森は言った。「ちょっと動きが悪いなって感じが最初からありました。板東君が最初に出て、そのあとずっとついてきて、自分も余裕がなくて精神的に焦ってしまいました。ベストな走りはできなかったです」。悔しさがにじんだ。2組を終えた時点では、1位が信州大、2位が新潟大。本大会に出場できるのは1校だけだ。
最終3組には新潟大から4人がエントリーしていた。20人弱の先頭集団から、一人またひとりと脱落していき、5000m時点では10人の先頭集団に。新潟大の4人はみな、この中にいた。残り1周で新潟大の岩渕健(5年、東葛飾)、鈴木駿太郎(2年、長井)、鈴木基史(5年、山形南)と新潟医療福祉大の若澤新也(M1年、村上桜ヶ丘)の勝負となり、最後は新潟大の岩渕、鈴木駿、鈴木基がワンツースリーフィニッシュ。最終組で新潟大が信州大を逆転し、劇的に本大会出場を決めた。
佐渡島で知った夢の舞台、力出しきれず
新潟大陸上部は部員116人。現在、中長距離ブロックは森が中心となり、学生たちで練習メニューを考え、日々トレーニングを重ねている。佐渡島出身の森は、中学2年生のときに初めて全日本大学駅伝を知った。新潟大が全国の舞台で走っていることに「地元の大学でも行けるんだ」と驚いた。高校時代のベストは5000mが15分25秒。関東では通用しないと考えた森は、伊勢路を走る新潟大の選手たちの姿を自分に重ね、地元で進学した。

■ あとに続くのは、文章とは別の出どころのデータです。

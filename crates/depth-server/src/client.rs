//! Per-connection I/O.
//!
//! The protocol is detected from the first byte:
//! - CSV: newline-separated lines; feed events go to the writer task and
//!   queries are answered straight from a `DepthReader`, one JSON line each.
//! - Binary: u32 BE length-prefixed feed frames (events only).
//!
//! Malformed lines and undecodable frames are logged and skipped; only I/O
//! failures, oversized frames and overlong lines end the connection.

use anyhow::{bail, Context, Result};
use bytes::{Buf, BytesMut};
use depth_core::{DepthReader, FeedEvent, ViewQuery};
use depth_protocol::binary_codec::{self, check_frame_len};
use depth_protocol::csv_codec::{self, FeedLine};
use depth_protocol::wire_types::{looks_like_csv, MAX_LINE_LEN};
use tokio::io::{AsyncReadExt, AsyncWriteExt};
use tokio::net::tcp::{OwnedReadHalf, OwnedWriteHalf};
use tokio::net::TcpStream;
use tracing::{debug, info, warn};

use crate::types::{ClientId, FeedRequest, FeedTx, Protocol};

/// Run the I/O loop for a single connection until it closes.
pub async fn run_client(
    client_id: ClientId,
    stream: TcpStream,
    feed_tx: FeedTx,
    reader: DepthReader,
) -> Result<()> {
    stream.set_nodelay(true).ok();

    let mut first_byte = [0u8; 1];
    let n = stream
        .peek(&mut first_byte)
        .await
        .context("peek first byte")?;
    if n == 0 {
        return Ok(());
    }

    let protocol = if looks_like_csv(first_byte[0]) {
        Protocol::Csv
    } else {
        Protocol::Binary
    };
    info!(client = client_id.0, ?protocol, "protocol detected");

    let (read_half, write_half) = stream.into_split();
    let mut conn = Connection {
        client_id,
        read_half,
        buffer: BytesMut::with_capacity(8 * 1024),
        feed_tx,
    };

    match protocol {
        Protocol::Csv => conn.run_csv(write_half, reader).await,
        Protocol::Binary => conn.run_binary().await,
    }
}

struct Connection {
    client_id: ClientId,
    read_half: OwnedReadHalf,
    buffer: BytesMut,
    feed_tx: FeedTx,
}

impl Connection {
    /// Read more bytes into the buffer. Returns `false` on EOF.
    async fn fill(&mut self) -> Result<bool> {
        let n = self
            .read_half
            .read_buf(&mut self.buffer)
            .await
            .context("socket read")?;
        Ok(n > 0)
    }

    /// Forward an event to the writer task. Returns `false` once the
    /// writer is gone.
    async fn forward(&self, event: FeedEvent) -> bool {
        let req = FeedRequest {
            client_id: self.client_id,
            event,
        };
        if self.feed_tx.send(req).await.is_err() {
            warn!(client = self.client_id.0, "feed channel closed");
            return false;
        }
        true
    }

    async fn run_csv(&mut self, mut write_half: OwnedWriteHalf, reader: DepthReader) -> Result<()> {
        loop {
            while let Some(pos) = self.buffer.iter().position(|&b| b == b'\n') {
                let raw = self.buffer.split_to(pos + 1);
                let line = String::from_utf8_lossy(&raw);

                match csv_codec::parse_feed_line(&line) {
                    Ok(Some(FeedLine::Event(event))) => {
                        if !self.forward(event).await {
                            return Ok(());
                        }
                    }
                    Ok(Some(FeedLine::Query(query))) => {
                        respond(&mut write_half, &reader, query).await?;
                    }
                    Ok(None) => {}
                    Err(err) => {
                        warn!(client = self.client_id.0, line = %line.trim(), %err, "skipping malformed line");
                    }
                }
            }

            // No newline in sight; the peer is not speaking the line protocol.
            if self.buffer.len() > MAX_LINE_LEN {
                warn!(
                    client = self.client_id.0,
                    buffered = self.buffer.len(),
                    max = MAX_LINE_LEN,
                    "csv line too long, closing"
                );
                bail!("csv line exceeds {} bytes", MAX_LINE_LEN);
            }

            if !self.fill().await? {
                if !self.buffer.is_empty() {
                    // Last line without a trailing newline.
                    self.buffer.extend_from_slice(b"\n");
                    continue;
                }
                debug!(client = self.client_id.0, "csv client disconnected");
                return Ok(());
            }
        }
    }

    async fn run_binary(&mut self) -> Result<()> {
        loop {
            while self.buffer.len() >= 4 {
                let len = u32::from_be_bytes([
                    self.buffer[0],
                    self.buffer[1],
                    self.buffer[2],
                    self.buffer[3],
                ]) as usize;
                let len = check_frame_len(len)?;
                if self.buffer.len() < 4 + len {
                    self.buffer.reserve(4 + len - self.buffer.len());
                    break;
                }

                self.buffer.advance(4);
                let frame = self.buffer.split_to(len);
                if frame.is_empty() {
                    continue;
                }

                match binary_codec::decode_event(&frame) {
                    Ok(event) => {
                        if !self.forward(event).await {
                            return Ok(());
                        }
                    }
                    Err(err) => {
                        warn!(client = self.client_id.0, %err, "skipping undecodable frame");
                    }
                }
            }

            if !self.fill().await? {
                debug!(client = self.client_id.0, "binary client disconnected");
                return Ok(());
            }
        }
    }
}

async fn respond(
    write_half: &mut OwnedWriteHalf,
    reader: &DepthReader,
    query: ViewQuery,
) -> Result<()> {
    let response = reader.answer(query);
    let mut line = serde_json::to_string(&response).context("encode query response")?;
    line.push('\n');

    write_half
        .write_all(line.as_bytes())
        .await
        .context("write query response")?;
    write_half.flush().await.context("flush query response")?;
    Ok(())
}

夢はすぐにかなった。森が1年生だった2017年の第49回大会で新潟大は本大会に進み、森は2区を任された。しかし思うように走れず、2人に抜かれて最下位で襷(たすき)を渡した。「本当に苦い思い出しかないです。だから選考会で勝つのが最低条件だと思ってました」。リベンジをかけた翌年の選考会ではけがで力を発揮できず、チームは本大会出場を逃した。
なぜ選考会で勝てなかったのか。話し合った結果、チームとしてのまとまりが欠けているという考えに至った。そこで中長距離ブロックは「結べ新大の和」というスローガンを掲げた。ベストタイムが近い選手同士が練習から競ってレースでの感覚を養い、常にみんなが「3秒差での敗北」を意識して取り組んできた。「ダメだな、やばいなっていう不安要素があると絶対ダメだから、勝てる雰囲気をみんなで心がけてきました。選考会まで残り1週間でも、1秒上げるために何ができるか、細かいことを言って雰囲気を高めてきました」と森。選考会当日の朝も「最後の1000mで一人が3秒を絞り出そう」と言い合い、森自身もチームが一つになっていることを感じたという。
そして新潟大は最終組で逆転し、2大会ぶりの本大会出場をつかんだ。森は北信越地区トップの走りだったが「最終組の4人がしっかり自分の走りを果たして逆転してくれました。チームに僕も助けてもらったし、僕の力というよりチームで勝てたかなって思います」と語った。
小学校の先生か、競技続行か
森は大学で力をつけ、5000mは1分近く記録を更新した。「まだまだいけるなって感覚はあります。今日は正直ダメだったんですけど、ここまでの練習は絶好調でした。悔しい部分はあるんですけど、本大会ではもっと上位のところで勝負できるかなって思ってますし、それが目標です」と言いきる。
本大会については、森としては序盤で主力が勝負をして関東の強豪校に挑み、流れを後半につなげられたらとイメージしている。本大会まで選手一人ひとり、とくに5~6番手の選手の底上げに力を注いでいく。
教育学部3年生の森にとって、来年の春から夏は教育実習と教員採用試験の真っ最中だ。小学校の先生を志している一方で、陸上への思いもある。「もっと力をつけてアピールして、実業団で自分の限界まで挑戦したいという気持ちもあります」。その最大のアピールの場は全日本大学駅伝となるだろう。佐渡島で走り始めた森は、あの日見た全日本の舞台で夢の続きを紡ぐのか。より強固になった「新大の和」を武器に、いざ伊勢路。